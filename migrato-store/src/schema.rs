//! Shape of the migration record table.
//!
//! SQL engines render their `CREATE TABLE` statement from [`RECORD_FIELDS`]
//! so every backend stores the same columns with the same constraints. The
//! unique `name` column is what makes the insert of a `RUNNING` record usable
//! as a claim between concurrent runners.

use crate::error::{Result, StoreError};

#[derive(Debug, Clone, Copy, PartialEq, Eq)]
pub enum FieldType {
    Uuid,
    Text,
    Timestamp,
}

#[derive(Debug, Clone, Copy, PartialEq, Eq)]
pub struct Field {
    pub name: &'static str,
    pub ty: FieldType,
    pub nullable: bool,
    pub unique: bool,
    pub primary_key: bool,
}

impl Field {
    pub const fn new(name: &'static str, ty: FieldType) -> Self {
        Self {
            name,
            ty,
            nullable: false,
            unique: false,
            primary_key: false,
        }
    }

    pub const fn nullable(mut self) -> Self {
        self.nullable = true;
        self
    }

    pub const fn unique(mut self) -> Self {
        self.unique = true;
        self
    }

    pub const fn primary_key(mut self) -> Self {
        self.primary_key = true;
        self
    }
}

pub const RECORD_FIELDS: &[Field] = &[
    Field::new("id", FieldType::Uuid).primary_key(),
    Field::new("name", FieldType::Text).unique(),
    Field::new("status", FieldType::Text),
    Field::new("started_at", FieldType::Timestamp).nullable(),
    Field::new("executed_at", FieldType::Timestamp).nullable(),
    Field::new("failed_at", FieldType::Timestamp).nullable(),
    Field::new("created_at", FieldType::Timestamp),
    Field::new("updated_at", FieldType::Timestamp),
];

#[derive(Debug, Clone, Copy, PartialEq, Eq)]
pub enum Dialect {
    Postgres,
    Sqlite,
}

impl Dialect {
    pub fn column_type(&self, ty: FieldType) -> &'static str {
        match (self, ty) {
            (Dialect::Postgres, FieldType::Uuid) => "UUID",
            (Dialect::Postgres, FieldType::Text) => "TEXT",
            (Dialect::Postgres, FieldType::Timestamp) => "TIMESTAMPTZ",
            (Dialect::Sqlite, FieldType::Uuid) => "BLOB",
            (Dialect::Sqlite, FieldType::Text) => "TEXT",
            (Dialect::Sqlite, FieldType::Timestamp) => "TEXT",
        }
    }
}

/// Table names are spliced into statements, so only `[A-Za-z_][A-Za-z0-9_]*`
/// is accepted.
pub fn validate_table_name(name: &str) -> Result<()> {
    let mut chars = name.chars();

    let valid = chars
        .next()
        .map_or(false, |c| c.is_ascii_alphabetic() || c == '_')
        && chars.all(|c| c.is_ascii_alphanumeric() || c == '_');

    if !valid {
        return Err(StoreError::InvalidTableName(name.to_owned()));
    }

    Ok(())
}

fn column(field: &Field, dialect: Dialect) -> String {
    let mut column = format!("{} {}", field.name, dialect.column_type(field.ty));

    if field.primary_key {
        column.push_str(" PRIMARY KEY");
    } else if !field.nullable {
        column.push_str(" NOT NULL");
    }

    if field.unique {
        column.push_str(" UNIQUE");
    }

    column
}

pub fn create_table(table: &str, dialect: Dialect) -> String {
    let columns = RECORD_FIELDS
        .iter()
        .map(|field| column(field, dialect))
        .collect::<Vec<_>>()
        .join(", ");

    format!("CREATE TABLE IF NOT EXISTS {table} ({columns})")
}

/// Index backing the `RUNNING`/`FAILED` scans done on every run.
pub fn create_status_index(table: &str) -> String {
    format!("CREATE INDEX IF NOT EXISTS idx_{table}_status ON {table} (status)")
}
────────
Reproduce word for word only the first line of the listing above and each line after it through the line with "pub enum Dialect".

> **Response area**
filename migrato-store/src/schema.rs
//! Shape of the migration record table.
//!
//! SQL engines render their `CREATE TABLE` statement from [`RECORD_FIELDS`]
//! so every backend stores the same columns with the same constraints. The
//! unique `name` column is what makes the insert of a `RUNNING` record usable
//! as a claim between concurrent runners.

use crate::error::{Result, StoreError};

#[derive(Debug, Clone, Copy, PartialEq, Eq)]
pub enum FieldType {
    Uuid,
    Text,
    Timestamp,
}

#[derive(Debug, Clone, Copy, PartialEq, Eq)]
pub struct Field {
    pub name: &'static str,
    pub ty: FieldType,
    pub nullable: bool,
    pub unique: bool,
    pub primary_key: bool,
}

impl Field {
    pub const fn new(name: &'static str, ty: FieldType) -> Self {
        Self {
            name,
            ty,
            nullable: false,
            unique: false,
            primary_key: false,
        }
    }

    pub const fn nullable(mut self) -> Self {
        self.nullable = true;
        self
    }

    pub const fn unique(mut self) -> Self {
        self.unique = true;
        self
    }

    pub const fn primary_key(mut self) -> Self {
        self.primary_key = true;
        self
    }
}

pub const RECORD_FIELDS: &[Field] = &[
    Field::new("id", FieldType::Uuid).primary_key(),
    Field::new("name", FieldType::Text).unique(),
    Field::new("status", FieldType::Text),
    Field::new("started_at", FieldType::Timestamp).nullable(),
    Field::new("executed_at", FieldType::Timestamp).nullable(),
    Field::new("failed_at", FieldType::Timestamp).nullable(),
    Field::new("created_at", FieldType::Timestamp),
    Field::new("updated_at", FieldType::Timestamp),
];

#[derive(Debug, Clone, Copy, PartialEq, Eq)]
pub enum Dialect {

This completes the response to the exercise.